Pension Strains Weigh Against Growing Kentucky Economy

kentucky-state-capitol-357.jpg

BRADENTON, Fla. – Kentucky's credit rating could slip if state officials fail to address the massive pension liabilities accruing in the teachers' pension fund, a rating agency said.

The state's expanding economy and solid 2015 fiscal results are positive credit factors, yet large pension liabilities and rising debt levels remain headwinds, Moody's Investors Service said in a report Monday.

"A continued lack of meaningful progress on reform in the legislative session starting January 2016 will weigh negatively on the state's credit quality," said analyst Anne Cosgrove.

Moody's currently assigns an Aa2 rating and stable outlook to Kentucky's issuer credit rating.

Kentucky's rating has already taken a hit because of the problematic pension funding.

In September, Standard & Poor's cut the Bluegrass state's issuer credit rating to A-plus from AA-minus due to "the state's demonstrated lack of commitment when it comes to funding its annual contributions" and the pressure that places on the state's finances.

While Fitch Ratings affirmed the commonwealth's implied AA-minus general obligation rating in September, the agency also cited concern over the combined state pension plan liabilities.

The report by Moody's comes as the Kentucky Teachers' Retirement System Funding Work Group appointed by outgoing Gov. Steve Beshear prepares to meet Monday to draft recommendations for funding the pension shortfall and stabilizing the system that serves 75,000 active and over 45,000 retired members.

The Funding Work Group also plans to meet Dec. 1 to complete its report.

The Kentucky Teachers' Retirement System's most recent unfunded liability was pegged at $14 billion, according to a July 17 analysis by KTRS.

The unfunded liability estimate increases to $21.6 billion under valuation standards adopted in Statement No. 67 by the Government Accounting Standards Board, the analysis found.

Moody's assessment comes as Gov.-elect Matt Bevin, a Republican, prepares to take office Dec. 8. Term limits prevented Beshear from seeking another term.

In an interview with WYMT-TV on Wednesday, Bevin said that retirement plans for current and retired state workers should not change, but that future state government workers should be placed in defined contribution plans.

"We have a legal obligation...we have a moral obligation to our teachers and others to give them what was promised to them," Bevin told the station. "That's going to cost the taxpayers of Kentucky. I'm committed to finding a way to pay that cost."

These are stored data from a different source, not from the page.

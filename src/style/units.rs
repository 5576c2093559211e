use serde::{Deserialize, Serialize};

use crate::diagnostics::Diagnostics;
use crate::error::ScaleBarResult;
use crate::render::{Color, FontFamily, FontStyle, FontWeight};
use crate::style::font::FontSize;
use crate::style::text::{FontOverrides, RotationMode};
use crate::style::validation::{UnknownKeys, check_min, report_unknown};

/// Where the units label is drawn.
#[derive(Debug, Clone, Copy, PartialEq, Eq, Hash, Default, Serialize, Deserialize)]
#[serde(rename_all = "snake_case")]
pub enum UnitsLoc {
    /// Trailing the bar on the same row.
    #[default]
    Bar,
    /// Appended to the last division label.
    Text,
    /// On the side of the bar facing away from the labels.
    Opposite,
}

#[derive(Debug, Clone, PartialEq, Serialize)]
pub struct UnitsStyle {
    /// Replaces the resolved unit abbreviation.
    pub label: Option<String>,
    pub loc: UnitsLoc,
    /// Points between the units text and the bar (`Opposite` only).
    pub sep: f64,
    pub pad: f64,
    pub font: FontOverrides,
}

impl UnitsStyle {
    pub fn validate(&self) -> ScaleBarResult<()> {
        check_min("units.sep", self.sep, 0.0)?;
        check_min("units.pad", self.pad, 0.0)?;
        self.font.validate("units")
    }

    pub fn merge(&self, overrides: &UnitsOverrides, diagnostics: &mut Diagnostics) -> ScaleBarResult<Self> {
        report_unknown("units", &overrides.unknown, diagnostics);

        let mut merged = self.clone();
        if let Some(label) = &overrides.label {
            merged.label = Some(label.clone());
        }
        if let Some(loc) = overrides.loc {
            merged.loc = loc;
        }
        if let Some(sep) = overrides.sep {
            merged.sep = sep;
        }
        if let Some(pad) = overrides.pad {
            merged.pad = pad;
        }
        let font = FontOverrides {
            fontsize: overrides
                .fontsize
                .as_ref()
                .map(|size| size.to_points(diagnostics))
                .transpose()?,
            textcolors: overrides.textcolor.map(|color| vec![color]),
            fontfamily: overrides.fontfamily,
            fontstyle: overrides.fontstyle,
            fontweight: overrides.fontweight,
            stroke_width: overrides.stroke_width,
            stroke_color: overrides.stroke_color,
            rotation: overrides.rotation,
            rotation_mode: overrides.rotation_mode,
        };
        merged.font = merged.font.merged_with(&font);

        merged.validate()?;
        Ok(merged)
    }
}

/// Serialized `units` section.
#[derive(Debug, Clone, Default, PartialEq, Serialize, Deserialize)]
#[serde(default)]
pub struct UnitsOverrides {
    pub label: Option<String>,
    pub loc: Option<UnitsLoc>,
    pub fontsize: Option<FontSize>,
    pub textcolor: Option<Color>,
    pub fontfamily: Option<FontFamily>,
    pub fontstyle: Option<FontStyle>,
    pub fontweight: Option<FontWeight>,
    pub stroke_width: Option<f64>,
    pub stroke_color: Option<Color>,
    pub rotation: Option<f64>,
    pub rotation_mode: Option<RotationMode>,
    pub sep: Option<f64>,
    pub pad: Option<f64>,
    #[serde(flatten, skip_serializing)]
    pub unknown: UnknownKeys,
}
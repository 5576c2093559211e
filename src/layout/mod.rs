pub mod assemble;
pub mod node;

pub use assemble::{AssemblyInput, assemble_bar};
pub use node::{
    BoxCell, BoxesNode, Extent, LayoutNode, Pack, PackAlign, TextAppearance, TextNode, TicksNode,
};
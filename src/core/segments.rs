use serde::{Deserialize, Deserializer, Serialize, Serializer};
use tracing::trace;

use crate::core::number_format::{NumberFormat, format_value};
use crate::core::unit_resolver::POINTS_PER_INCH;
use crate::diagnostics::{Diagnostics, ScaleBarWarning};

/// Value carried by spacer segments, which are never drawn or labeled.
pub const SPACER_VALUE: f64 = -1.0;

/// Upper bound on `major_div * minor_div` for one bar.
pub const MAX_DRAWN_DIVISIONS: u32 = 1000;

/// Total divisions drawn for the given counts, or `None` past [`MAX_DRAWN_DIVISIONS`].
#[must_use]
pub fn drawn_divisions(major_div: u32, minor_div: u32) -> Option<u32> {
    major_div
        .max(1)
        .checked_mul(minor_div.max(1))
        .filter(|&total| total <= MAX_DRAWN_DIVISIONS)
}

#[derive(Debug, Clone, Copy, PartialEq, Eq, Hash, Serialize, Deserialize)]
#[serde(rename_all = "snake_case")]
pub enum SegmentKind {
    Major,
    Minor,
    Spacer,
}

/// Where minor divisions are drawn.
#[derive(Debug, Clone, Copy, PartialEq, Eq, Hash, Default, Serialize, Deserialize)]
#[serde(rename_all = "snake_case")]
pub enum MinorType {
    None,
    #[default]
    First,
    All,
}

/// Which segment boundaries receive a label.
#[derive(Debug, Clone, Copy, PartialEq, Eq, Hash, Default, Serialize, Deserialize)]
#[serde(rename_all = "snake_case")]
pub enum LabelStyle {
    #[default]
    Major,
    FirstLast,
    LastOnly,
    MinorAll,
    MinorFirst,
}

/// One entry of a user-supplied label list.
#[derive(Debug, Clone, PartialEq)]
pub enum CustomLabel {
    /// Keep the computed label (`true`).
    Auto,
    /// Suppress the label (`false` / `null`).
    Hidden,
    /// Show this number with the label format.
    Value(f64),
    Text(String),
}

impl Serialize for CustomLabel {
    fn serialize<S: Serializer>(&self, serializer: S) -> Result<S::Ok, S::Error> {
        match self {
            Self::Auto => serializer.serialize_bool(true),
            Self::Hidden => serializer.serialize_none(),
            Self::Value(value) => serializer.serialize_f64(*value),
            Self::Text(text) => serializer.serialize_str(text),
        }
    }
}

impl<'de> Deserialize<'de> for CustomLabel {
    fn deserialize<D: Deserializer<'de>>(deserializer: D) -> Result<Self, D::Error> {
        #[derive(Deserialize)]
        #[serde(untagged)]
        enum Raw {
            Flag(bool),
            Number(f64),
            Text(String),
        }

        Ok(match Option::<Raw>::deserialize(deserializer)? {
            Some(Raw::Flag(true)) => Self::Auto,
            Some(Raw::Flag(false)) | None => Self::Hidden,
            Some(Raw::Number(value)) => Self::Value(value),
            Some(Raw::Text(text)) => Self::Text(text),
        })
    }
}

/// One slot of the bar: a drawn division and the label at its left boundary.
#[derive(Debug, Clone, PartialEq, Serialize)]
pub struct Segment {
    /// Drawn width in points.
    pub width_pt: f64,
    /// Width of the label slot in points.
    pub length_pt: f64,
    pub value: f64,
    pub kind: SegmentKind,
    pub label: Option<String>,
}

impl Segment {
    fn new(width_in: f64, length_in: f64, value: f64, kind: SegmentKind) -> Self {
        Self {
            width_pt: width_in * POINTS_PER_INCH,
            length_pt: length_in * POINTS_PER_INCH,
            value,
            kind,
            label: None,
        }
    }

    #[must_use]
    pub fn is_spacer(&self) -> bool {
        self.kind == SegmentKind::Spacer
    }
}

#[derive(Debug, Clone, Copy, PartialEq)]
pub struct SegmentRequest<'a> {
    pub bar_max: f64,
    /// Width of one major division in inches.
    pub major_width_in: f64,
    pub major_div: u32,
    pub minor_div: u32,
    pub minor_type: MinorType,
    pub label_style: LabelStyle,
    pub labels: Option<&'a [CustomLabel]>,
    pub format: Option<NumberFormat>,
    pub format_int: bool,
}

impl SegmentRequest<'_> {
    /// Whether the request shrinks to a single "total length" segment.
    #[must_use]
    pub fn collapses_to_total(&self) -> bool {
        self.label_style == LabelStyle::LastOnly && self.major_div == 1 && self.minor_div <= 1
    }

    /// Whether minor-width segments are produced at all.
    #[must_use]
    pub fn has_minor_segments(&self) -> bool {
        self.minor_div > 1 && self.minor_type != MinorType::None
    }
}

/// Builds the ordered segment list with labels for one bar.
///
/// Counts past [`MAX_DRAWN_DIVISIONS`] are clamped; validated styles never reach that.
pub fn build_segments(request: &SegmentRequest<'_>, diagnostics: &mut Diagnostics) -> Vec<Segment> {
    let major_div = request.major_div.clamp(1, MAX_DRAWN_DIVISIONS);
    let minor_div = request.minor_div.min(MAX_DRAWN_DIVISIONS / major_div);
    let major_w = request.major_width_in;
    let major_step = request.bar_max / f64::from(major_div);

    let mut segments = if !request.has_minor_segments() {
        (0..=major_div)
            .map(|d| Segment::new(major_w, major_w, f64::from(d) * major_step, SegmentKind::Major))
            .collect()
    } else if request.minor_type == MinorType::First && major_div > 1 {
        first_division_segments(request.bar_max, major_w, major_div, minor_div)
    } else {
        all_division_segments(request.bar_max, major_w, major_div, minor_div)
    };

    if let Some(first) = segments.first_mut() {
        first.kind = SegmentKind::Major;
    }
    if let Some(last) = segments.last_mut() {
        last.kind = SegmentKind::Major;
    }

    let mut slots = label_slots(request.label_style, &segments);
    if request.collapses_to_total() && segments.len() > 1 {
        segments = vec![segments.swap_remove(1)];
        slots = vec![true];
    }

    let labels = resolve_labels(request, &segments, &slots, diagnostics);
    for (segment, label) in segments.iter_mut().zip(labels) {
        segment.label = label;
    }

    for (index, segment) in segments.iter().enumerate() {
        trace!(
            index,
            width_pt = segment.width_pt,
            length_pt = segment.length_pt,
            value = segment.value,
            kind = ?segment.kind,
            label = segment.label.as_deref(),
            "segment"
        );
    }
    segments
}

fn first_division_segments(bar_max: f64, major_w: f64, major_div: u32, minor_div: u32) -> Vec<Segment> {
    let minor_w = major_w / f64::from(minor_div);
    let major_step = bar_max / f64::from(major_div);
    let minor_step = major_step / f64::from(minor_div);

    let mut segments: Vec<Segment> = (0..minor_div)
        .map(|d| Segment::new(minor_w, minor_w, f64::from(d) * minor_step, SegmentKind::Minor))
        .collect();
    // Drawn as a full major box but labeled on the minor grid.
    segments.push(Segment::new(major_w, minor_w, major_step, SegmentKind::Major));
    let spacer_w = minor_w * (f64::from(minor_div) - 1.0) / 2.0;
    segments.push(Segment::new(spacer_w, spacer_w, SPACER_VALUE, SegmentKind::Spacer));
    segments.extend(
        (2..=major_div)
            .map(|d| Segment::new(major_w, major_w, f64::from(d) * major_step, SegmentKind::Major)),
    );
    segments
}

fn all_division_segments(bar_max: f64, major_w: f64, major_div: u32, minor_div: u32) -> Vec<Segment> {
    let minor_w = major_w / f64::from(minor_div);
    let minor_step = bar_max / f64::from(major_div * minor_div);
    (0..=major_div * minor_div)
        .map(|d| {
            let kind = if d % minor_div == 0 {
                SegmentKind::Major
            } else {
                SegmentKind::Minor
            };
            Segment::new(minor_w, minor_w, f64::from(d) * minor_step, kind)
        })
        .collect()
}

fn label_slots(style: LabelStyle, segments: &[Segment]) -> Vec<bool> {
    let last = segments.len().saturating_sub(1);
    match style {
        LabelStyle::Major => segments
            .iter()
            .map(|segment| segment.kind == SegmentKind::Major)
            .collect(),
        LabelStyle::FirstLast => (0..segments.len())
            .map(|index| index == 0 || index == last)
            .collect(),
        LabelStyle::LastOnly => (0..segments.len()).map(|index| index == last).collect(),
        LabelStyle::MinorFirst => {
            let mut minor_pending = true;
            segments
                .iter()
                .map(|segment| match segment.kind {
                    SegmentKind::Major => true,
                    SegmentKind::Minor if minor_pending => {
                        minor_pending = false;
                        true
                    }
                    _ => false,
                })
                .collect()
        }
        LabelStyle::MinorAll => segments.iter().map(|segment| !segment.is_spacer()).collect(),
    }
}

fn resolve_labels(
    request: &SegmentRequest<'_>,
    segments: &[Segment],
    slots: &[bool],
    diagnostics: &mut Diagnostics,
) -> Vec<Option<String>> {
    let auto = |value: f64| format_value(value, request.format, request.format_int);

    let Some(custom) = request.labels else {
        return segments
            .iter()
            .zip(slots)
            .map(|(segment, &slot)| slot.then(|| auto(segment.value)))
            .collect();
    };

    let needed = slots.iter().filter(|slot| **slot).count();
    if custom.len() > needed {
        diagnostics.warn(ScaleBarWarning::TooManyLabels {
            provided: custom.len(),
            needed,
        });
    } else if custom.len() < needed {
        diagnostics.warn(ScaleBarWarning::TooFewLabels {
            provided: custom.len(),
            needed,
        });
    }

    let mut entries = custom.iter();
    segments
        .iter()
        .zip(slots)
        .map(|(segment, &slot)| {
            if !slot {
                return None;
            }
            match entries.next() {
                Some(CustomLabel::Auto) => Some(auto(segment.value)),
                Some(CustomLabel::Value(value)) => Some(auto(*value)),
                Some(CustomLabel::Text(text)) => Some(text.clone()),
                Some(CustomLabel::Hidden) | None => None,
            }
        })
        .collect()
}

Moody's review of Kentucky was largely positive, with the exception of the pension underfunding as well as impacts the coal-dependent state can anticipate from the recently finalized Environmental Protection Agency rule known as the Clean Power Plan.

"The rules place a limit on carbon emissions from power plants in the U.S., a credit negative for Kentucky," Moody's said, adding that coal fueled 92% of the state's net electricity generation in 2014.

Kentucky also has the nation's second-highest coal mining employment level.

"The EPA rules are likely to speed up the decline in coal consumption and states with a heavy reliance on coal production will face declines in employment and income," Moody's said.